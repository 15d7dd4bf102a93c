//! Backtest accountant: bias series in, equity curve and statistics out.
//!
//! One position per row, held for one period:
//! - next_close(t) = close(t+1), undefined on the last row
//! - market_return(t) = next_close(t) / close(t) - 1
//! - strategy_return(t) = position(t) * market_return(t), zero-filled when
//!   the market return is undefined (scored flat, not dropped)
//! - equity_curve(t) = prod_{i<=t} (1 + strategy_return(i))
//!
//! Each ticker is accounted independently; there is no cross-ticker state.

pub mod metrics;

use serde::{Deserialize, Serialize};
use std::collections::HashMap;

use crate::domain::{position_of, Bias, IndicatorRow, SignalRow};

/// Which rows the accountant walks.
#[derive(Debug, Clone, Copy, PartialEq, Eq, Default, Serialize, Deserialize)]
#[serde(rename_all = "snake_case")]
pub enum BacktestMode {
    /// Only the filtered signal rows; next_close is the next signal's close.
    #[default]
    Signals,
    /// Every indicator row with bias joined by date; unselected rows carry no
    /// bias and stay flat.
    FullSeries,
}

#[derive(Debug, Clone, PartialEq, Serialize, Deserialize)]
#[serde(default)]
pub struct BacktestConfig {
    /// Annualization factor for the Sharpe ratio.
    pub trading_days: f64,
    pub mode: BacktestMode,
}

impl Default for BacktestConfig {
    fn default() -> Self {
        Self {
            trading_days: 252.0,
            mode: BacktestMode::Signals,
        }
    }
}

/// A SignalRow with its forward return and running equity.
#[derive(Debug, Clone, PartialEq, Serialize, Deserialize)]
pub struct BacktestRow {
    pub row: IndicatorRow,
    /// `None` for rows the filter never selected (full-series mode).
    pub bias: Option<Bias>,
    pub next_close: Option<f64>,
    pub market_return: Option<f64>,
    pub position: i8,
    pub strategy_return: f64,
    pub equity_curve: f64,
}

/// Per-ticker performance summary.
#[derive(Debug, Clone, PartialEq, Serialize, Deserialize)]
pub struct SummaryStats {
    pub ticker: String,
    pub total_return: f64,
    pub win_rate: f64,
    pub sharpe_ratio: f64,
    pub rows: usize,
}

/// Complete accounting output for one ticker.
#[derive(Debug, Clone, PartialEq, Serialize, Deserialize)]
pub struct Backtest {
    pub rows: Vec<BacktestRow>,
    pub summary: SummaryStats,
}

/// Account according to `config.mode`.
///
/// `rows` is the ticker's full indicator series, `signals` the filter output.
pub fn run(
    ticker: &str,
    rows: &[IndicatorRow],
    signals: &[SignalRow],
    config: &BacktestConfig,
) -> Backtest {
    match config.mode {
        BacktestMode::Signals => backtest_signals(ticker, signals, config),
        BacktestMode::FullSeries => backtest_full_series(ticker, rows, signals, config),
    }
}

/// Account the filtered signal rows only.
pub fn backtest_signals(ticker: &str, signals: &[SignalRow], config: &BacktestConfig) -> Backtest {
    let entries = signals
        .iter()
        .map(|s| (s.row.clone(), Some(s.bias)))
        .collect();
    account(ticker, entries, config)
}

/// Account every row, with signal bias joined on date.
pub fn backtest_full_series(
    ticker: &str,
    rows: &[IndicatorRow],
    signals: &[SignalRow],
    config: &BacktestConfig,
) -> Backtest {
    let by_date: HashMap<_, Bias> = signals.iter().map(|s| (s.row.bar.date, s.bias)).collect();
    let entries = rows
        .iter()
        .map(|r| (r.clone(), by_date.get(&r.bar.date).copied()))
        .collect();
    account(ticker, entries, config)
}

fn account(
    ticker: &str,
    mut entries: Vec<(IndicatorRow, Option<Bias>)>,
    config: &BacktestConfig,
) -> Backtest {
    entries.sort_by_key(|(row, _)| row.bar.date);

    let next_closes: Vec<Option<f64>> = (0..entries.len())
        .map(|i| entries.get(i + 1).map(|(next, _)| next.bar.close))
        .collect();

    let mut equity = 1.0;
    let rows: Vec<BacktestRow> = entries
        .into_iter()
        .zip(next_closes)
        .map(|((row, bias), next_close)| {
            let close = row.bar.close;
            let market_return = next_close
                .filter(|_| close != 0.0)
                .map(|next| next / close - 1.0);
            let position = position_of(bias);
            let strategy_return = market_return.map_or(0.0, |m| f64::from(position) * m);
            equity *= 1.0 + strategy_return;
            BacktestRow {
                row,
                bias,
                next_close,
                market_return,
                position,
                strategy_return,
                equity_curve: equity,
            }
        })
        .collect();

    let summary = summarize(ticker, &rows, config.trading_days);
    Backtest { rows, summary }
}

/// Summary statistics over an accounted series.
pub fn summarize(ticker: &str, rows: &[BacktestRow], trading_days: f64) -> SummaryStats {
    let returns: Vec<f64> = rows.iter().map(|r| r.strategy_return).collect();
    let equity: Vec<f64> = rows.iter().map(|r| r.equity_curve).collect();
    SummaryStats {
        ticker: ticker.to_string(),
        total_return: metrics::total_return(&equity),
        win_rate: metrics::win_rate(&returns),
        sharpe_ratio: metrics::sharpe_ratio(&returns, trading_days),
        rows: rows.len(),
    }
}

#[cfg(test)]
mod tests {
    use super::*;
    use crate::domain::PriceBar;
    use chrono::NaiveDate;

    fn signal(day: u32, close: f64, bias: Bias) -> SignalRow {
        let bar = PriceBar {
            ticker: "ACME".into(),
            date: NaiveDate::from_ymd_opt(2024, 5, day).unwrap(),
            open: close,
            high: close,
            low: close,
            close,
            volume: 1_000.0,
        };
        SignalRow {
            row: IndicatorRow::undefined(bar),
            bias,
        }
    }

    fn approx(a: f64, b: f64) -> bool {
        (a - b).abs() < 1e-12
    }

    #[test]
    fn long_then_short_accounting() {
        let signals = vec![
            signal(1, 100.0, Bias::Long),
            signal(2, 110.0, Bias::Short),
            signal(3, 99.0, Bias::Neutral),
        ];
        let bt = backtest_signals("ACME", &signals, &BacktestConfig::default());

        assert_eq!(bt.rows[0].next_close, Some(110.0));
        assert!(approx(bt.rows[0].market_return.unwrap(), 0.1));
        assert!(approx(bt.rows[0].strategy_return, 0.1));
        assert!(approx(bt.rows[1].strategy_return, 0.1));
        assert_eq!(bt.rows[2].next_close, None);
        assert_eq!(bt.rows[2].strategy_return, 0.0);
        assert!(approx(bt.rows[1].equity_curve, 1.21));
        assert!(approx(bt.rows[2].equity_curve, 1.21));

        assert!(approx(bt.summary.total_return, 0.21));
        assert!(approx(bt.summary.win_rate, 2.0 / 3.0));
        assert_eq!(bt.summary.rows, 3);
    }

    #[test]
    fn input_is_sorted_by_date() {
        let signals = vec![signal(2, 110.0, Bias::Long), signal(1, 100.0, Bias::Long)];
        let bt = backtest_signals("ACME", &signals, &BacktestConfig::default());
        assert_eq!(bt.rows[0].row.bar.close, 100.0);
        assert_eq!(bt.rows[0].next_close, Some(110.0));
    }

    #[test]
    fn empty_input_gives_empty_rows_and_zero_stats() {
        let bt = backtest_signals("ACME", &[], &BacktestConfig::default());
        assert!(bt.rows.is_empty());
        assert_eq!(bt.summary.ticker, "ACME");
        assert_eq!(bt.summary.total_return, 0.0);
        assert_eq!(bt.summary.win_rate, 0.0);
        assert_eq!(bt.summary.sharpe_ratio, 0.0);
    }

    #[test]
    fn full_series_leaves_unselected_rows_flat() {
        let rows: Vec<IndicatorRow> = [(1, 100.0), (2, 105.0), (3, 110.0)]
            .iter()
            .map(|&(d, c)| signal(d, c, Bias::Neutral).row)
            .collect();
        let signals = vec![signal(2, 105.0, Bias::Long)];
        let config = BacktestConfig {
            mode: BacktestMode::FullSeries,
            ..BacktestConfig::default()
        };
        let bt = run("ACME", &rows, &signals, &config);

        assert_eq!(bt.rows.len(), 3);
        assert_eq!(bt.rows[0].bias, None);
        assert_eq!(bt.rows[0].position, 0);
        assert_eq!(bt.rows[0].strategy_return, 0.0);
        assert_eq!(bt.rows[1].bias, Some(Bias::Long));
        assert!(approx(bt.rows[1].strategy_return, 110.0 / 105.0 - 1.0));
    }

    #[test]
    fn signals_mode_ignores_unselected_rows() {
        let rows: Vec<IndicatorRow> = [(1, 100.0), (2, 105.0), (3, 110.0)]
            .iter()
            .map(|&(d, c)| signal(d, c, Bias::Neutral).row)
            .collect();
        let signals = vec![signal(2, 105.0, Bias::Long)];
        let bt = run("ACME", &rows, &signals, &BacktestConfig::default());
        assert_eq!(bt.rows.len(), 1);
        assert_eq!(bt.rows[0].strategy_return, 0.0);
    }

    #[test]
    fn config_reads_snake_case_mode() {
        let config: BacktestConfig = serde_json::from_str(r#"{"mode": "full_series"}"#).unwrap();
        assert_eq!(config.mode, BacktestMode::FullSeries);
        assert_eq!(config.trading_days, 252.0);
    }
}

Task item:
The answer must be every line of the records that holds the string "HashMap".

Exercise response:
use std::collections::HashMap;
    let by_date: HashMap<_, Bias> = signals.iter().map(|s| (s.row.bar.date, s.bias)).collect();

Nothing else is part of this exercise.